■ RECORDED DATA:
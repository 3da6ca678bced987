//! MySQL database access using sqlx.
//!
//! [`MySqlDriver`] implements both execution paths: the engine path opens a
//! single-connection pool from a driver-qualified URL, the columnar path opens
//! one bare connection from the plain URL and reads straight into Arrow.

use crate::config::MYSQL_SCHEME;
use crate::db::{statement_body, ColumnInfo, DatabaseClient, Driver, QueryResult, Row, Value};
use crate::error::{Result, SquError};
use crate::frame::columnar;
use arrow::record_batch::RecordBatch;
use async_trait::async_trait;
use sqlx::mysql::{
    MySqlColumn, MySqlConnection, MySqlDatabaseError, MySqlPool, MySqlPoolOptions, MySqlRow,
};
use sqlx::types::chrono::{DateTime, NaiveDate, NaiveDateTime, NaiveTime, Utc};
use sqlx::{Column, Connection, Executor, Row as SqlxRow, Statement, TypeInfo, ValueRef};
use std::time::{Duration, Instant};
use tracing::{debug, warn};
use url::Url;

/// Driver tag accepted in `mysql+<tag>://` connection strings.
pub const ENGINE_DRIVER_TAG: &str = "sqlx";

/// How long the engine waits for its connection.
const ACQUIRE_TIMEOUT_SECS: u64 = 10;

/// MySQL driver backed by sqlx.
#[derive(Debug, Clone, Copy, Default)]
pub struct MySqlDriver;

impl MySqlDriver {
    pub fn new() -> Self {
        Self
    }
}

#[async_trait]
impl Driver for MySqlDriver {
    fn driver_tag(&self) -> &str {
        ENGINE_DRIVER_TAG
    }

    async fn connect(&self, url: &str) -> Result<Box<dyn DatabaseClient>> {
        let url = engine_url(url, ENGINE_DRIVER_TAG)?;
        let client = MySqlClient::connect(&url).await?;
        Ok(Box::new(client))
    }

    async fn read_columnar(&self, url: &str, sql: &str) -> Result<RecordBatch> {
        let url = plain_url(url)?;
        let mut conn = MySqlConnection::connect(&url)
            .await
            .map_err(map_connection_error)?;

        let result = fetch_result(&mut conn, sql).await;

        if let Err(e) = conn.close().await {
            warn!("Failed to close columnar connection cleanly: {e}");
        }

        columnar::to_record_batch(&result?)
    }
}

/// MySQL client on the engine path.
#[derive(Debug)]
pub struct MySqlClient {
    pool: MySqlPool,
}

impl MySqlClient {
    /// Opens a single-connection pool from a plain `mysql://` URL.
    pub async fn connect(url: &str) -> Result<Self> {
        let pool = MySqlPoolOptions::new()
            .max_connections(1)
            .acquire_timeout(Duration::from_secs(ACQUIRE_TIMEOUT_SECS))
            .connect(url)
            .await
            .map_err(map_connection_error)?;

        debug!("Connected to MySQL");
        Ok(Self { pool })
    }
}

#[async_trait]
impl DatabaseClient for MySqlClient {
    async fn fetch_rows(&self, sql: &str) -> Result<QueryResult> {
        let mut conn = self.pool.acquire().await.map_err(map_connection_error)?;
        fetch_result(&mut conn, sql).await
    }

    async fn execute(&self, sql: &str) -> Result<u64> {
        // Text protocol: DDL such as CREATE VIEW is not always preparable.
        let done = sqlx::raw_sql(statement_body(sql))
            .execute(&self.pool)
            .await
            .map_err(|e| SquError::query(format_query_error(&e)))?;
        Ok(done.rows_affected())
    }

    async fn close(&self) -> Result<()> {
        self.pool.close().await;
        Ok(())
    }
}

/// Runs `sql` on one connection and collects every row.
async fn fetch_result(conn: &mut MySqlConnection, sql: &str) -> Result<QueryResult> {
    let sql = statement_body(sql);
    let start = Instant::now();

    let rows: Vec<MySqlRow> = sqlx::query(sql)
        .fetch_all(&mut *conn)
        .await
        .map_err(|e| SquError::query(format_query_error(&e)))?;

    let execution_time = start.elapsed();

    // An empty result carries no row to read column metadata from.
    let columns = match rows.first() {
        Some(row) => column_info(row.columns()),
        None => {
            let statement = (&mut *conn)
                .prepare(sql)
                .await
                .map_err(|e| SquError::query(format_query_error(&e)))?;
            column_info(statement.columns())
        }
    };

    let rows: Vec<Row> = rows.iter().map(convert_row).collect();
    debug!("Fetched {} rows in {:?}", rows.len(), execution_time);

    Ok(QueryResult::with_data(columns, rows).with_execution_time(execution_time))
}

fn column_info(columns: &[MySqlColumn]) -> Vec<ColumnInfo> {
    columns
        .iter()
        .map(|col| ColumnInfo::new(col.name(), col.type_info().name()))
        .collect()
}

/// Rewrites `mysql+<tag>://...` into the `mysql://...` form sqlx understands.
fn engine_url(url: &str, tag: &str) -> Result<String> {
    let parsed = Url::parse(url)
        .map_err(|e| SquError::connection(format!("Invalid connection string: {e}")))?;

    let scheme = parsed.scheme();
    match scheme.strip_prefix(MYSQL_SCHEME) {
        Some("") => Ok(url.to_string()),
        Some(rest) if rest.strip_prefix('+') == Some(tag) => {
            Ok(format!("{MYSQL_SCHEME}{}", &url[scheme.len()..]))
        }
        _ => Err(SquError::connection(format!(
            "Invalid scheme '{scheme}'. Expected '{MYSQL_SCHEME}' or '{MYSQL_SCHEME}+{tag}'"
        ))),
    }
}

/// Accepts only the plain `mysql://` form.
fn plain_url(url: &str) -> Result<String> {
    let parsed = Url::parse(url)
        .map_err(|e| SquError::connection(format!("Invalid connection string: {e}")))?;

    if parsed.scheme() != MYSQL_SCHEME {
        return Err(SquError::connection(format!(
            "Invalid scheme '{}'. The columnar reader expects '{MYSQL_SCHEME}'",
            parsed.scheme()
        )));
    }
    Ok(url.to_string())
}

/// Converts a sqlx MySqlRow to our Row type.
fn convert_row(row: &MySqlRow) -> Row {
    row.columns()
        .iter()
        .enumerate()
        .map(|(i, col)| {
            let data_type = col.type_info().name();
            decoded_or_null(convert_value(row, i, data_type), col.name(), data_type)
        })
        .collect()
}

/// Falls back to NULL for a value that failed to decode, with a warning.
fn decoded_or_null(
    decoded: std::result::Result<Value, sqlx::Error>,
    column: &str,
    data_type: &str,
) -> Value {
    decoded.unwrap_or_else(|e| {
        warn!(column, data_type, "Could not decode value, using NULL: {e}");
        Value::Null
    })
}

/// Converts a single column value from a MySqlRow to our Value type.
fn convert_value(
    row: &MySqlRow,
    index: usize,
    type_name: &str,
) -> std::result::Result<Value, sqlx::Error> {
    if row.try_get_raw(index)?.is_null() {
        return Ok(Value::Null);
    }

    match type_name {
        "BOOLEAN" => row.try_get::<bool, _>(index).map(Value::Bool),

        "TINYINT" | "SMALLINT" | "MEDIUMINT" | "INT" | "BIGINT" => {
            row.try_get::<i64, _>(index).map(Value::Int)
        }

        t if t.ends_with(" UNSIGNED") || t == "YEAR" || t == "BIT" => {
            row.try_get::<u64, _>(index).map(Value::UInt)
        }

        "FLOAT" | "DOUBLE" => row.try_get::<f64, _>(index).map(Value::Float),

        "DATE" => row
            .try_get::<NaiveDate, _>(index)
            .map(|d| Value::String(d.to_string())),

        "DATETIME" => row
            .try_get::<NaiveDateTime, _>(index)
            .map(|d| Value::String(d.to_string())),

        "TIMESTAMP" => row
            .try_get::<DateTime<Utc>, _>(index)
            .map(|d| Value::String(d.naive_utc().to_string())),

        "TIME" => row
            .try_get::<NaiveTime, _>(index)
            .map(|t| Value::String(t.to_string())),

        // Sent as text even over the binary protocol
        "DECIMAL" | "JSON" => row
            .try_get_unchecked::<String, _>(index)
            .map(Value::String),

        "BINARY" | "VARBINARY" | "TINYBLOB" | "BLOB" | "MEDIUMBLOB" | "LONGBLOB" | "GEOMETRY" => {
            row.try_get::<Vec<u8>, _>(index).map(Value::Bytes)
        }

        _ => row.try_get::<String, _>(index).map(Value::String),
    }
}

/// Maps sqlx connection errors to user-friendly messages.
fn map_connection_error(error: sqlx::Error) -> SquError {
    if let Some(db_error) = error.as_database_error() {
        if let Some(mysql_error) = db_error.try_downcast_ref::<MySqlDatabaseError>() {
            return match mysql_error.number() {
                1045 => SquError::connection(format!(
                    "Authentication failed. Check your credentials. ({})",
                    mysql_error.message()
                )),
                1049 => SquError::connection(format!(
                    "Database does not exist. ({})",
                    mysql_error.message()
                )),
                _ => SquError::connection(format_query_error(&error)),
            };
        }
    }

    let error_str = error.to_string().to_lowercase();
    if error_str.contains("connection refused") {
        SquError::connection("Cannot connect to the server. Check that it is running.")
    } else if error_str.contains("timed out") || error_str.contains("timeout") {
        SquError::connection(
            "Connection timed out. The server may be overloaded or unreachable.",
        )
    } else {
        SquError::connection(error.to_string())
    }
}

/// Formats an error with the MySQL error number and SQLSTATE when available.
fn format_query_error(error: &sqlx::Error) -> String {
    let Some(db_error) = error.as_database_error() else {
        return error.to_string();
    };

    let mut result = String::from("ERROR");
    if let Some(mysql_error) = db_error.try_downcast_ref::<MySqlDatabaseError>() {
        result.push_str(&format!(" {}", mysql_error.number()));
        if let Some(state) = mysql_error.code() {
            result.push_str(&format!(" ({state})"));
        }
    }
    result.push_str(": ");
    result.push_str(db_error.message());
    result
}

■ ASSIGNMENT:
Wherever a line in the entries holds "protocol", copy that line.

■ SOLUTION:
        // Text protocol: DDL such as CREATE VIEW is not always preparable.
        // Sent as text even over the binary protocol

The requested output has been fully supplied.